Sayur Lodeh (Vegetable Curry)
Serves 3 - 4 | Preparation Time: 1 hour
Ingredients:
Curry Paste:
- 200ml UFC Velvet Coconut Milk Drink
- 30g Red chili
- 5g Dried chili
- 8g Garlic
- 40g Red onion
- 30g Shallot
- 8g Sliced lemongrass
- 5g Young ginger
- 5g Galangal
- 20g Cashew nut
- 15g Dried shrimp
- 5g Shrimp paste
- 1/2 tsp Turmeric powder
- 1 tsp Curry powder
- 1/4 tsp Sea salt
Main Ingredients
- 400ml UFC Velvet Coconut Milk Drink
- 40ml Vegetable oil
- 200g White tofu
- 150g Tempeh
- 100ml Chicken stock
- 80g Long bean
- 80g Carrot
- 1 tsp Sea salt
- 100g Cabbage
- Coriander for decoration
Cooking steps:
- Blend the herbs, spices, salt, shrimp paste, and UFC Velvet Coconut Milk Drink until smooth.

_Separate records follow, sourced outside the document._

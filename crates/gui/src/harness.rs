//! Headless test harness: drives the assembly machine, the part animator and
//! the AI panel without a window, on a manually advanced clock.

use std::sync::Arc;

use shared::{AssemblyRevision, AssemblyStep, PartId, PhoneModel};
use tokio::runtime::Handle;
use uuid::Uuid;

use crate::ai::{AiError, GenerativeBackend};
use crate::animation::{AssemblyAnimator, Pose};
use crate::parts::{self, PartEdge, PartSpec};
use crate::state::ai_panel::AiPanelState;
use crate::state::assembly::{AssemblyState, Transition};

pub struct TestHarness {
    pub assembly: AssemblyState,
    pub animator: AssemblyAnimator,
    pub ai: AiPanelState,
    /// Seconds since the harness was created
    clock: f64,
    last_edges: Vec<PartEdge>,
}

impl TestHarness {
    /// Harness on the first step of the default revision
    pub fn new() -> Self {
        Self::with_revision(AssemblyRevision::default())
    }

    pub fn with_revision(revision: AssemblyRevision) -> Self {
        let mut harness = Self {
            assembly: AssemblyState::new(revision),
            animator: AssemblyAnimator::new(),
            ai: AiPanelState::default(),
            clock: 0.0,
            last_edges: Vec::new(),
        };
        harness.observe();
        harness
    }

    // ── Assembly ──────────────────────────────────────────────

    pub fn advance(&mut self) -> Transition {
        let t = self.assembly.advance();
        self.observe();
        t
    }

    /// Advance `n` times
    pub fn advance_by(&mut self, n: usize) {
        for _ in 0..n {
            self.advance();
        }
    }

    pub fn reset(&mut self) -> Transition {
        let t = self.assembly.reset();
        self.observe();
        t
    }

    pub fn toggle_variant(&mut self) -> PhoneModel {
        let m = self.assembly.toggle_variant();
        self.observe();
        m
    }

    pub fn select_variant(&mut self, model: PhoneModel) {
        self.assembly.select_variant(model);
        self.observe();
    }

    pub fn set_revision(&mut self, revision: AssemblyRevision) -> bool {
        let changed = self.assembly.set_revision(revision);
        self.observe();
        changed
    }

    pub fn step(&self) -> AssemblyStep {
        self.assembly.step()
    }

    fn observe(&mut self) {
        self.last_edges = self.animator.observe(
            self.assembly.revision(),
            self.assembly.ordinal(),
            self.clock,
        );
    }

    /// Threshold edges produced by the last operation
    pub fn last_edges(&self) -> &[PartEdge] {
        &self.last_edges
    }

    // ── Parts ─────────────────────────────────────────────────

    pub fn catalog(&self) -> Vec<PartSpec> {
        parts::catalog(self.assembly.revision(), self.assembly.model())
    }

    pub fn part_visible(&self, id: PartId) -> bool {
        parts::thresholds(self.assembly.revision())
            .iter()
            .find(|(part, _)| *part == id)
            .is_some_and(|(_, threshold)| {
                parts::is_visible(self.assembly.revision(), *threshold, self.assembly.ordinal())
            })
    }

    pub fn visible_parts(&self) -> Vec<PartId> {
        parts::visibility(self.assembly.revision(), self.assembly.ordinal())
            .into_iter()
            .filter(|(_, visible)| *visible)
            .map(|(id, _)| id)
            .collect()
    }

    /// Current pose of a part of the active revision
    pub fn pose(&self, id: PartId) -> Option<Pose> {
        let part = self.catalog().into_iter().find(|p| p.id == id)?;
        Some(self.animator.pose(&part, self.part_visible(id), self.clock))
    }

    // ── Clock ─────────────────────────────────────────────────

    pub fn tick(&mut self, seconds: f64) {
        self.clock += seconds;
    }

    pub fn now(&self) -> f64 {
        self.clock
    }

    pub fn is_animating(&self) -> bool {
        self.animator.is_animating(&self.catalog(), self.clock)
    }

    // ── AI panel ──────────────────────────────────────────────

    pub fn submit_ai<B: GenerativeBackend>(&mut self, runtime: &Handle, backend: Arc<B>) -> Result<Uuid, AiError> {
        self.ai.submit(runtime, backend)
    }

    /// Wait for the outstanding AI request
    pub async fn settle_ai(&mut self) -> bool {
        self.ai.wait().await
    }
}

impl Default for TestHarness {
    fn default() -> Self {
        Self::new()
    }
}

- Heat a pan and add vegetable oil. Fry the tofu and tempeh until golden, then remove and set aside.
- In the same pan with the remaining oil and sauté the curry paste until cooked, fragrant, and slightly thickened.
- Add UFC Velvet Coconut Milk Drink and chicken stock, then stir well until the curry is well combined.
- Add the fried tempeh and tofu, followed by the long beans and carrots. Simmer until the vegetables are cooked.
- Season with salt to taste, then add the cabbage. Once the vegetables are fully cooked, transfer to a serving bowl. Garnish with coriander and serve.